Den Buchtitel hat Vf. der „Entstehung und Entwicklung der
Kirchenverfassung und des Kirchenrechts..." entnommen,
wonach die Völker „auf ein tertium genus ecclesiac als Grundlage
ihres höheren Lebens" warten. N. sieht in der Frage nach
diesem „tertium genus ecclesiae" das Anliegen Harnacks
prägnant wiedergegeben (23). Der Gedanke des künftigen
„tertium genus ecclesiae" bezeichnet nach N. den Abschied
H.s „von existierenden Kirchen in der Hinwendung zu einer
kirchlichen Form, die in der modernen Welt wirklich die Aufgabe
des Christentums erfüllen konnte" (ebd.

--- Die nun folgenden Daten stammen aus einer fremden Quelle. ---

use std::net::SocketAddr;
use std::sync::Arc;
use std::time::Duration;

use achievo_core::authorization::AuthorizationGuard;
use achievo_core::coordinator::AchievementCoordinator;
use achievo_core::ports::Inbox;
use achievo_core::workflow::VerificationWorkflow;
use achievo_db::{PgDirectory, PgDocumentStore, PgInbox, PgReferenceStore};
use achievo_events::{BusNotifier, EventBus, NotificationDelivery};
use tokio_util::sync::CancellationToken;
use tracing_subscriber::{layer::SubscriberExt, util::SubscriberInitExt};

use achievo_api::config::{LogFormat, ServerConfig};
use achievo_api::router::build_app_router;
use achievo_api::state::AppState;

#[tokio::main]
async fn main() {
    dotenvy::dotenv().ok();

    // --- Configuration ---
    let config = ServerConfig::from_env();

    // --- Tracing ---
    let (pretty, json) = match config.log_format {
        LogFormat::Pretty => (Some(tracing_subscriber::fmt::layer()), None),
        LogFormat::Json => (None, Some(tracing_subscriber::fmt::layer().json())),
    };
    tracing_subscriber::registry()
        .with(
            tracing_subscriber::EnvFilter::try_from_default_env().unwrap_or_else(|_| {
                "achievo_api=debug,achievo_core=info,achievo_events=info,tower_http=debug".into()
            }),
        )
        .with(pretty)
        .with(json)
        .init();

    tracing::info!(host = %config.host, port = %config.port, "Loaded server configuration");

    // --- Databases ---
    let pool = achievo_db::create_pool(&config.database_url, config.db_max_connections)
        .await
        .expect("Failed to connect to reference database");
    let document_pool =
        achievo_db::create_pool(&config.document_database_url, config.db_max_connections)
            .await
            .expect("Failed to connect to document database");
    tracing::info!("Database connection pools created");

    achievo_db::health_check(&pool)
        .await
        .expect("Reference database health check failed");
    achievo_db::health_check(&document_pool)
        .await
        .expect("Document database health check failed");

    achievo_db::run_migrations(&pool)
        .await
        .expect("Failed to run reference database migrations");
    achievo_db::run_document_migrations(&document_pool)
        .await
        .expect("Failed to run document database migrations");
    tracing::info!("Database migrations applied");

    // --- Event bus ---
    let event_bus = Arc::new(EventBus::default());
    let inbox: Arc<dyn Inbox> = Arc::new(PgInbox::new(pool.clone()));

    // Spawn notification delivery (writes notifications to the inbox).
    let delivery_cancel = CancellationToken::new();
    let delivery_handle = tokio::spawn(
        NotificationDelivery::new(Arc::clone(&inbox))
            .run(event_bus.subscribe(), delivery_cancel.clone()),
    );
    tracing::info!("Notification delivery started");

    // --- Services ---
    let guard = AuthorizationGuard::new(Arc::new(PgDirectory::new(pool.clone())));
    let coordinator = AchievementCoordinator::new(
        Arc::new(PgDocumentStore::new(document_pool.clone())),
        Arc::new(PgReferenceStore::new(pool.clone())),
        guard,
    );
    let workflow = VerificationWorkflow::new(
        coordinator.clone(),
        Arc::new(BusNotifier::new(Arc::clone(&event_bus))),
    );

    // --- App state ---
    let state = AppState {
        config: Arc::new(config.clone()),
        coordinator,
        workflow,
        inbox,
        databases: Arc::new(vec![
            ("reference", pool.clone()),
            ("document", document_pool.clone()),
        ]),
    };

    let app = build_app_router(state, &config);

    // --- Start server ---
    let addr = SocketAddr::new(
        config.host.parse().expect("Invalid HOST address"),
        config.port,
    );
    tracing::info!(%addr, "Starting server");

    let listener = tokio::net::TcpListener::bind(addr)
        .await
        .expect("Failed to bind to address");

    axum::serve(listener, app)
        .with_graceful_shutdown(shutdown_signal())
        .await
        .expect("Server error");

    // --- Post-shutdown cleanup ---
    tracing::info!("Server stopped accepting connections, cleaning up");

    // Deliver whatever is still queued, then stop.
    delivery_cancel.cancel();
    let drain = Duration::from_secs(config.shutdown_timeout_secs);
    if tokio::time::timeout(drain, delivery_handle).await.is_err() {
        tracing::warn!("Notification delivery did not drain in time");
    }
    drop(event_bus);
    tracing::info!("Event services shut down");

    pool.close().await;
    document_pool.close().await;

    tracing::info!("Graceful shutdown complete");
}

/// Wait for a termination signal to initiate graceful shutdown.
///
/// Handles both SIGINT (Ctrl-C) and SIGTERM (on Unix).
async fn shutdown_signal() {
    let ctrl_c = async {
        tokio::signal::ctrl_c()
            .await
            .expect("Failed to install Ctrl-C handler");
    };

    #[cfg(unix)]
    let terminate = async {
        tokio::signal::unix::signal(tokio::signal::unix::SignalKind::terminate())
            .expect("Failed to install SIGTERM handler")
            .recv()
            .await;
    };

    #[cfg(not(unix))]
    let terminate = std::future::pending::<()>();

    tokio::select! {
        () = ctrl_c => {
            tracing::info!("Received SIGINT (Ctrl-C), starting graceful shutdown");
        }
        () = terminate => {
            tracing::info!("Received SIGTERM, starting graceful shutdown");
        }
    }
}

Anm. 19).

Die gesamte Arbeit versteht sich „als begründete Frage an
das Harnack'sche Werk im Rahmen heutiger theologischer
Diskussion" (354). Andererseits sieht der Autor am Ende selber
, daß seine Untersuchung „auf weite Strecken hin eher
einer Verteidigung Harnacks ähnlich" sieht, „als einem kühl
analysierenden Pro und Contra von ,neutraler' (?) Warte"
(was allerdings nicht die Alternative sein muß, da auch ein
zwar nicht kühl, wohl aber klar analysierendes Pro und
Contra zugleich parteilich und engagiert geschehen kann.)
(358f) Letzteres vermißt man ein wenig an der vorliegenden
Untersuchung. Darin liegt andererseits ein Vorzug des
Buches; denn N. beschränkt sich im wesentlichen darauf, H.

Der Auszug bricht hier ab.